Homes, akin to stones, provide that same immovable faithfulness, holding us each day and night. I remember talking with my oldest son when he was a toddler while we were shopping for groceries. He asked me where our house was while we were gone (still, clearly, trying to fully grasp the concept of object permanence) to which I simply replied “Oh, it is right where we left it. That’s the nice thing about houses, they don’t go anywhere.” That aspect is what, ideally, can make home a real shelter. A place that, regardless of the storms at work, in friendships, or around the world, “staunches your need to leave, becomes faithful by going nowhere.” This truth, of course, is what makes it so tragic when home is not this way.

And yet, there is another type of faithfulness that is constant, not in its immovability, but in its ability to come back. Lately, I have been distracted looking out my kitchen window. Despite living in this house for over eight months, all novelty depleted, this remains my first Spring in this home. Just outside my kitchen window I can see my neighbor’s plum trees. Six weeks ago they were bare and covered in snow, three weeks ago they were blooming with flowers as white as fresh cotton, and right now they are a shade of green so vibrant I imagine some of the other plants can only compete by being green with envy. The sounds and colors of Spring are faithful not by going nowhere, but by coming back each year. The tree may stay, but the leaves show their loyalty by creating shade when the Summer sun is too much and by leaving when the Winter sun is too little.

This reprise, or “taking up again”, does not just exist in the seasons but in our very lives. Recently I was able to travel with my family to visit my wife’s grandparents. They are both far along in years and her grandma, especially, is restricted to a hospital bed and is mostly unresponsive, among other things. Unresponsive, that is, until my youngest son, just shy of eleven months, was brought over to meet her. Something in her, although just shy of eleven hundred months herself, could immediately recognize something in him. And wordless as he may be, he recognized it too. For they both reached forward to hold hands. The pure essence that seems to be there at the start is faithful to come back at the end.

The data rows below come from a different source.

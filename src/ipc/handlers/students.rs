use crate::access;
use crate::ipc::helpers::{
    db_err, get_opt_str, get_required_str, list_response, now_rfc3339, page_window, patch_opt_str,
    patch_str, require_admin, run_list, scope_of, validate_date, with_conn, HandlerErr,
};
use crate::ipc::types::{AppState, Request};
use rusqlite::{Connection, OptionalExtension};
use serde_json::json;
use uuid::Uuid;

fn students_list(
    conn: &Connection,
    params: &serde_json::Value,
) -> Result<serde_json::Value, HandlerErr> {
    let scope = scope_of(params);
    let filter = access::student_conditions(&scope, params);
    let (page, per_page) = page_window(params);
    let (rows, total) = run_list(
        conn,
        "SELECT
           students.id,
           students.username,
           students.first_name,
           students.last_name,
           students.email,
           students.phone,
           students.birth_date,
           students.class_id,
           (SELECT name FROM classes c WHERE c.id = students.class_id),
           students.grade_level_id,
           (SELECT level FROM grade_levels g WHERE g.id = students.grade_level_id),
           students.parent_id
         FROM students",
        "SELECT COUNT(*) FROM students",
        "ORDER BY students.last_name, students.first_name",
        &filter,
        page,
        per_page,
        |r| {
            Ok(json!({
                "id": r.get::<_, String>(0)?,
                "username": r.get::<_, String>(1)?,
                "firstName": r.get::<_, String>(2)?,
                "lastName": r.get::<_, String>(3)?,
                "email": r.get::<_, Option<String>>(4)?,
                "phone": r.get::<_, Option<String>>(5)?,
                "birthDate": r.get::<_, Option<String>>(6)?,
                "classId": r.get::<_, String>(7)?,
                "className": r.get::<_, Option<String>>(8)?,
                "gradeLevelId": r.get::<_, String>(9)?,
                "gradeLevel": r.get::<_, Option<i64>>(10)?,
                "parentId": r.get::<_, Option<String>>(11)?,
            }))
        },
    )?;
    Ok(list_response("students", rows, total, page, per_page))
}

fn students_create(
    conn: &Connection,
    params: &serde_json::Value,
) -> Result<serde_json::Value, HandlerErr> {
    require_admin(&scope_of(params))?;
    let username = get_required_str(params, "username")?;
    let first_name = get_required_str(params, "firstName")?;
    let last_name = get_required_str(params, "lastName")?;
    let class_id = get_required_str(params, "classId")?;
    let grade_level_id = get_required_str(params, "gradeLevelId")?;
    let parent_id = get_opt_str(params, "parentId");
    let email = get_opt_str(params, "email");
    let phone = get_opt_str(params, "phone");
    let address = get_opt_str(params, "address");
    let birth_date = get_opt_str(params, "birthDate");
    if let Some(bd) = &birth_date {
        validate_date(bd, "birthDate")?;
    }
    let id = get_opt_str(params, "id").unwrap_or_else(|| Uuid::new_v4().to_string());

    let class_exists: Option<i64> = conn
        .query_row("SELECT 1 FROM classes WHERE id = ?", [&class_id], |r| {
            r.get(0)
        })
        .optional()
        .map_err(db_err)?;
    if class_exists.is_none() {
        return Err(HandlerErr::new("not_found", "class not found"));
    }
    if let Some(pid) = &parent_id {
        let parent_exists: Option<i64> = conn
            .query_row("SELECT 1 FROM parents WHERE id = ?", [pid], |r| r.get(0))
            .optional()
            .map_err(db_err)?;
        if parent_exists.is_none() {
            return Err(HandlerErr::new("not_found", "parent not found"));
        }
    }

    conn.execute(
        "INSERT INTO students(id, username, first_name, last_name, email, phone, address,
                              birth_date, class_id, grade_level_id, parent_id, created_at)
         VALUES(?, ?, ?, ?, ?, ?, ?, ?, ?, ?, ?, ?)",
        (
            &id,
            &username,
            &first_name,
            &last_name,
            &email,
            &phone,
            &address,
            &birth_date,
            &class_id,
            &grade_level_id,
            &parent_id,
            now_rfc3339(),
        ),
    )
    .map_err(|e| HandlerErr {
        code: "db_insert_failed",
        message: e.to_string(),
        details: Some(json!({ "table": "students" })),
    })?;
    Ok(json!({ "studentId": id, "username": username }))
}

fn students_update(
    conn: &Connection,
    params: &serde_json::Value,
) -> Result<serde_json::Value, HandlerErr> {
    require_admin(&scope_of(params))?;
    let student_id = get_required_str(params, "studentId")?;

    #[allow(clippy::type_complexity)]
    let existing: Option<(
        String,
        String,
        String,
        Option<String>,
        Option<String>,
        Option<String>,
        Option<String>,
        String,
        String,
        Option<String>,
    )> = conn
        .query_row(
            "SELECT username, first_name, last_name, email, phone, address, birth_date,
                    class_id, grade_level_id, parent_id
             FROM students WHERE id = ?",
            [&student_id],
            |r| {
                Ok((
                    r.get(0)?,
                    r.get(1)?,
                    r.get(2)?,
                    r.get(3)?,
                    r.get(4)?,
                    r.get(5)?,
                    r.get(6)?,
                    r.get(7)?,
                    r.get(8)?,
                    r.get(9)?,
                ))
            },
        )
        .optional()
        .map_err(db_err)?;
    let Some((
        cur_username,
        cur_first,
        cur_last,
        cur_email,
        cur_phone,
        cur_address,
        cur_birth,
        cur_class,
        cur_grade,
        cur_parent,
    )) = existing
    else {
        return Err(HandlerErr::new("not_found", "student not found"));
    };

    let username = patch_str(params, "username", cur_username)?;
    let first_name = patch_str(params, "firstName", cur_first)?;
    let last_name = patch_str(params, "lastName", cur_last)?;
    let email = patch_opt_str(params, "email", cur_email)?;
    let phone = patch_opt_str(params, "phone", cur_phone)?;
    let address = patch_opt_str(params, "address", cur_address)?;
    let birth_date = patch_opt_str(params, "birthDate", cur_birth)?;
    if let Some(bd) = &birth_date {
        validate_date(bd, "birthDate")?;
    }
    let class_id = patch_str(params, "classId", cur_class)?;
    let grade_level_id = patch_str(params, "gradeLevelId", cur_grade)?;
    let parent_id = patch_opt_str(params, "parentId", cur_parent)?;

    conn.execute(
        "UPDATE students SET username = ?, first_name = ?, last_name = ?, email = ?, phone = ?,
                address = ?, birth_date = ?, class_id = ?, grade_level_id = ?, parent_id = ?
         WHERE id = ?",
        (
            &username,
            &first_name,
            &last_name,
            &email,
            &phone,
            &address,
            &birth_date,
            &class_id,
            &grade_level_id,
            &parent_id,
            &student_id,
        ),
    )
    .map_err(|e| HandlerErr {
        code: "db_update_failed",
        message: e.to_string(),
        details: Some(json!({ "table": "students" })),
    })?;
    Ok(json!({ "ok": true }))
}

fn students_delete(
    conn: &Connection,
    params: &serde_json::Value,
) -> Result<serde_json::Value, HandlerErr> {
    require_admin(&scope_of(params))?;
    let student_id = get_required_str(params, "studentId")?;

    let exists: Option<i64> = conn
        .query_row("SELECT 1 FROM students WHERE id = ?", [&student_id], |r| {
            r.get(0)
        })
        .optional()
        .map_err(db_err)?;
    if exists.is_none() {
        return Err(HandlerErr::new("not_found", "student not found"));
    }

    let steps: [(&str, &str); 3] = [
        ("DELETE FROM results WHERE student_id = ?", "results"),
        ("DELETE FROM attendance WHERE student_id = ?", "attendance"),
        ("DELETE FROM students WHERE id = ?", "students"),
    ];
    let tx = conn
        .unchecked_transaction()
        .map_err(|e| HandlerErr::new("db_tx_failed", e.to_string()))?;
    for (sql, table) in steps {
        tx.execute(sql, [&student_id]).map_err(|e| HandlerErr {
            code: "db_delete_failed",
            message: e.to_string(),
            details: Some(json!({ "table": table })),
        })?;
    }
    tx.commit()
        .map_err(|e| HandlerErr::new("db_commit_failed", e.to_string()))?;
    Ok(json!({ "ok": true }))
}

pub fn try_handle(state: &mut AppState, req: &Request) -> Option<serde_json::Value> {
    match req.method.as_str() {
        "students.list" => Some(with_conn(state, req, students_list)),
        "students.create" => Some(with_conn(state, req, students_create)),
        "students.update" => Some(with_conn(state, req, students_update)),
        "students.delete" => Some(with_conn(state, req, students_delete)),
        _ => None,
    }
}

Today, according to the Christian tradition that I follow, is Maundy Thursday. Taking place the Thursday before Easter it is a day when Christians remind themselves of when Jesus washed the feet of his disciples and ate one last meal with them. As with many of Jesus’ teachings, the event was probably multifaceted in what it meant. Moments later these friends of his would abandon him and leave him to fend for himself as he faced arrest, false accusations, humiliation and execution. Perhaps, before all this happened, Jesus needed a moment with them where he took care of them, held their feet in his hands, and experienced some intimacy he could carry with him through the lonely journey ahead. Or, perhaps, he was blessing their feet. Praying that they would stay safe while he was not with them, and that they would come back to him later as swiftly as they left him. Maybe, like Spring, their faithfulness was not subject to their immovability but in their ability to reprise their roles as disciples, again and again.

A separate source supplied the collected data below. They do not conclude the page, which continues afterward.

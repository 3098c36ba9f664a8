use anyhow::{anyhow, Context};
use serde_json::json;
use sha2::{Digest, Sha256};
use std::fs::File;
use std::io::{Read, Write};
use std::path::Path;
use std::time::{SystemTime, UNIX_EPOCH};
use zip::write::FileOptions;
use zip::{CompressionMethod, ZipArchive, ZipWriter};

use crate::db::DB_FILE_NAME;

const MANIFEST_ENTRY: &str = "manifest.json";
const DB_ENTRY: &str = "db/schoold.sqlite3";
pub const BUNDLE_FORMAT_V1: &str = "schoold-workspace-v1";

#[derive(Debug, Clone)]
pub struct ExportSummary {
    pub bundle_format: String,
    pub db_sha256: String,
}

#[derive(Debug, Clone)]
pub struct ImportSummary {
    pub bundle_format_detected: String,
    pub db_sha256: String,
}

fn sha256_hex(bytes: &[u8]) -> String {
    let mut hasher = Sha256::new();
    hasher.update(bytes);
    let digest = hasher.finalize();
    let mut out = String::with_capacity(64);
    for b in digest {
        out.push_str(&format!("{:02x}", b));
    }
    out
}

pub fn export_workspace_bundle(
    workspace_path: &Path,
    out_path: &Path,
) -> anyhow::Result<ExportSummary> {
    let db_path = workspace_path.join(DB_FILE_NAME);
    if !db_path.is_file() {
        return Err(anyhow!(
            "workspace database not found: {}",
            db_path.to_string_lossy()
        ));
    }

    if let Some(parent) = out_path.parent() {
        std::fs::create_dir_all(parent)
            .with_context(|| format!("failed to create directory {}", parent.to_string_lossy()))?;
    }

    let db_bytes = std::fs::read(&db_path)
        .with_context(|| format!("failed to read database {}", db_path.to_string_lossy()))?;
    let db_sha256 = sha256_hex(&db_bytes);

    let out_file = File::create(out_path).with_context(|| {
        format!(
            "failed to create output file {}",
            out_path.to_string_lossy()
        )
    })?;
    let mut zip = ZipWriter::new(out_file);
    let opts = FileOptions::default().compression_method(CompressionMethod::Deflated);

    let exported_at = SystemTime::now()
        .duration_since(UNIX_EPOCH)
        .unwrap_or_default()
        .as_secs();
    let manifest = json!({
        "format": BUNDLE_FORMAT_V1,
        "version": 1,
        "appVersion": env!("CARGO_PKG_VERSION"),
        "exportedAt": exported_at,
        "dbSha256": db_sha256,
    });
    zip.start_file(MANIFEST_ENTRY, opts)
        .context("failed to start manifest entry")?;
    zip.write_all(
        serde_json::to_string_pretty(&manifest)
            .context("failed to serialize manifest")?
            .as_bytes(),
    )
    .context("failed to write manifest entry")?;

    zip.start_file(DB_ENTRY, opts)
        .context("failed to start database entry")?;
    zip.write_all(&db_bytes)
        .context("failed to write database entry")?;

    zip.finish().context("failed to finalize zip bundle")?;

    Ok(ExportSummary {
        bundle_format: BUNDLE_FORMAT_V1.to_string(),
        db_sha256,
    })
}

pub fn import_workspace_bundle(
    in_path: &Path,
    workspace_path: &Path,
) -> anyhow::Result<ImportSummary> {
    std::fs::create_dir_all(workspace_path).with_context(|| {
        format!(
            "failed to create workspace {}",
            workspace_path.to_string_lossy()
        )
    })?;
    let dst = workspace_path.join(DB_FILE_NAME);

    if !is_zip_file(in_path)? {
        return Err(anyhow!("input is not a schoold bundle (zip expected)"));
    }

    let in_file = File::open(in_path)
        .with_context(|| format!("failed to open bundle {}", in_path.to_string_lossy()))?;
    let mut archive = ZipArchive::new(in_file).context("invalid zip archive")?;

    let mut manifest_text = String::new();
    archive
        .by_name(MANIFEST_ENTRY)
        .context("bundle missing manifest.json")?
        .read_to_string(&mut manifest_text)
        .context("failed to read manifest.json")?;
    let manifest: serde_json::Value =
        serde_json::from_str(&manifest_text).context("manifest.json is invalid JSON")?;
    let format = manifest
        .get("format")
        .and_then(|v| v.as_str())
        .unwrap_or("");
    if format != BUNDLE_FORMAT_V1 {
        return Err(anyhow!("unsupported bundle format: {}", format));
    }
    let expected_sha = manifest
        .get("dbSha256")
        .and_then(|v| v.as_str())
        .unwrap_or("")
        .to_string();

    let mut db_bytes = Vec::new();
    archive
        .by_name(DB_ENTRY)
        .context("bundle missing db/schoold.sqlite3")?
        .read_to_end(&mut db_bytes)
        .context("failed to read database entry")?;

    let actual_sha = sha256_hex(&db_bytes);
    if !expected_sha.is_empty() && expected_sha != actual_sha {
        return Err(anyhow!(
            "database checksum mismatch: manifest {} vs extracted {}",
            expected_sha,
            actual_sha
        ));
    }

    // Extract next to the destination, then rename, so a failed import never
    // leaves a half-written database behind.
    let tmp_dst = workspace_path.join(format!("{}.importing", DB_FILE_NAME));
    if tmp_dst.exists() {
        let _ = std::fs::remove_file(&tmp_dst);
    }
    let mut db_out = File::create(&tmp_dst).with_context(|| {
        format!(
            "failed to create temp database {}",
            tmp_dst.to_string_lossy()
        )
    })?;
    db_out
        .write_all(&db_bytes)
        .context("failed to write extracted database")?;
    db_out
        .flush()
        .context("failed to flush extracted database")?;
    drop(db_out);

    if dst.exists() {
        std::fs::remove_file(&dst).with_context(|| {
            format!(
                "failed to remove existing database {}",
                dst.to_string_lossy()
            )
        })?;
    }
    std::fs::rename(&tmp_dst, &dst).with_context(|| {
        format!(
            "failed to move extracted database to {}",
            dst.to_string_lossy()
        )
    })?;

    Ok(ImportSummary {
        bundle_format_detected: BUNDLE_FORMAT_V1.to_string(),
        db_sha256: actual_sha,
    })
}

fn is_zip_file(path: &Path) -> anyhow::Result<bool> {
    let mut f = File::open(path)
        .with_context(|| format!("failed to open input file {}", path.to_string_lossy()))?;
    let mut sig = [0u8; 4];
    let read = f.read(&mut sig).context("failed to read file signature")?;
    if read < 4 {
        return Ok(false);
    }
    Ok(sig == [0x50, 0x4B, 0x03, 0x04])
}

May you feel held by the home around you and may it cast aside any reluctance to be in this moment. May you also be encouraged by the revolving patterns around you, that promise to not abandon you but to come back when you need them most. May you not forget the essence that inhabits you, even if you are far from the beginning or the end, and may the witnessing of essence in others invite you to come back. And may you, my friend, not be alarmed if in a few days you see that immovable stone rolled aside. Perhaps, it is faithfulness coming back. Reprising itself in a new way.